>>>>>
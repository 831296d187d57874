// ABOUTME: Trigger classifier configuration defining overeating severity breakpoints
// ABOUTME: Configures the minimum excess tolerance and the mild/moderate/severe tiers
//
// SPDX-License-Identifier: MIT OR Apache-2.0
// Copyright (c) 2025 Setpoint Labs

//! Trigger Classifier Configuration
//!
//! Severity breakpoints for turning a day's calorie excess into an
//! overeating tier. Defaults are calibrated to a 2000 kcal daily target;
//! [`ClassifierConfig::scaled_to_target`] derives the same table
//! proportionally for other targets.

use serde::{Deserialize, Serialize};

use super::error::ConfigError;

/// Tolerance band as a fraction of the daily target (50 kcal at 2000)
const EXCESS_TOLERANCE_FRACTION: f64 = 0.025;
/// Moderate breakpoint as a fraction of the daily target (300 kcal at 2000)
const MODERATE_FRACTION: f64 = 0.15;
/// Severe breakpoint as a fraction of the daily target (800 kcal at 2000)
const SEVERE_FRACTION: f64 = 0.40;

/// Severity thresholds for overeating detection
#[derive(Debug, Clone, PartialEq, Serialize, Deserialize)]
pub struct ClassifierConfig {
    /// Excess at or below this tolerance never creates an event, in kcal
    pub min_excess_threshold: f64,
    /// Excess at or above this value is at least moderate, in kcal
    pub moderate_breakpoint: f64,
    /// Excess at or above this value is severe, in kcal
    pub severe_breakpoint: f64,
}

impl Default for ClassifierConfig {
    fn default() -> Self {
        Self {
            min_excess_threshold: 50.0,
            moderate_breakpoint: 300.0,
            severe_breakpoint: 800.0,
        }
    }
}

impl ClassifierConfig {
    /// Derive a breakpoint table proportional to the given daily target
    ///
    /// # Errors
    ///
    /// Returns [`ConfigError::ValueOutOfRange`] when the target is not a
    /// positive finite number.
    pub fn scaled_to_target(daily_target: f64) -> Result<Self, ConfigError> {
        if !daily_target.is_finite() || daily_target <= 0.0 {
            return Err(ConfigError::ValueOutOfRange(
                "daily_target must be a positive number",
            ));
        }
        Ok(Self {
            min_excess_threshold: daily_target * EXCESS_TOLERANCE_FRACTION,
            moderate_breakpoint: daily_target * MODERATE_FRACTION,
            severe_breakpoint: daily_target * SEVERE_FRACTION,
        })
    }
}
<<<<<
[About this exercise]
All the records above need to be output exactly, with none omitted.

[Your response]
repository 831296d187d57874
// ABOUTME: Trigger classifier configuration defining overeating severity breakpoints
// ABOUTME: Configures the minimum excess tolerance and the mild/moderate/severe tiers
//
// SPDX-License-Identifier: MIT OR Apache-2.0
// Copyright (c) 2025 Setpoint Labs

//! Trigger Classifier Configuration
//!
//! Severity breakpoints for turning a day's calorie excess into an
//! overeating tier. Defaults are calibrated to a 2000 kcal daily target;
//! [`ClassifierConfig::scaled_to_target`] derives the same table
//! proportionally for other targets.

use serde::{Deserialize, Serialize};

use super::error::ConfigError;

/// Tolerance band as a fraction of the daily target (50 kcal at 2000)
const EXCESS_TOLERANCE_FRACTION: f64 = 0.025;
/// Moderate breakpoint as a fraction of the daily target (300 kcal at 2000)
const MODERATE_FRACTION: f64 = 0.15;
/// Severe breakpoint as a fraction of the daily target (800 kcal at 2000)
const SEVERE_FRACTION: f64 = 0.40;

/// Severity thresholds for overeating detection
#[derive(Debug, Clone, PartialEq, Serialize, Deserialize)]
pub struct ClassifierConfig {
    /// Excess at or below this tolerance never creates an event, in kcal
    pub min_excess_threshold: f64,
    /// Excess at or above this value is at least moderate, in kcal
    pub moderate_breakpoint: f64,
    /// Excess at or above this value is severe, in kcal
    pub severe_breakpoint: f64,
}

impl Default for ClassifierConfig {
    fn default() -> Self {
        Self {
            min_excess_threshold: 50.0,
            moderate_breakpoint: 300.0,
            severe_breakpoint: 800.0,
        }
    }
}

impl ClassifierConfig {
    /// Derive a breakpoint table proportional to the given daily target
    ///
    /// # Errors
    ///
    /// Returns [`ConfigError::ValueOutOfRange`] when the target is not a
    /// positive finite number.
    pub fn scaled_to_target(daily_target: f64) -> Result<Self, ConfigError> {
        if !daily_target.is_finite() || daily_target <= 0.0 {
            return Err(ConfigError::ValueOutOfRange(
                "daily_target must be a positive number",
            ));
        }
        Ok(Self {
            min_excess_threshold: daily_target * EXCESS_TOLERANCE_FRACTION,
            moderate_breakpoint: daily_target * MODERATE_FRACTION,
            severe_breakpoint: daily_target * SEVERE_FRACTION,
        })
    }
}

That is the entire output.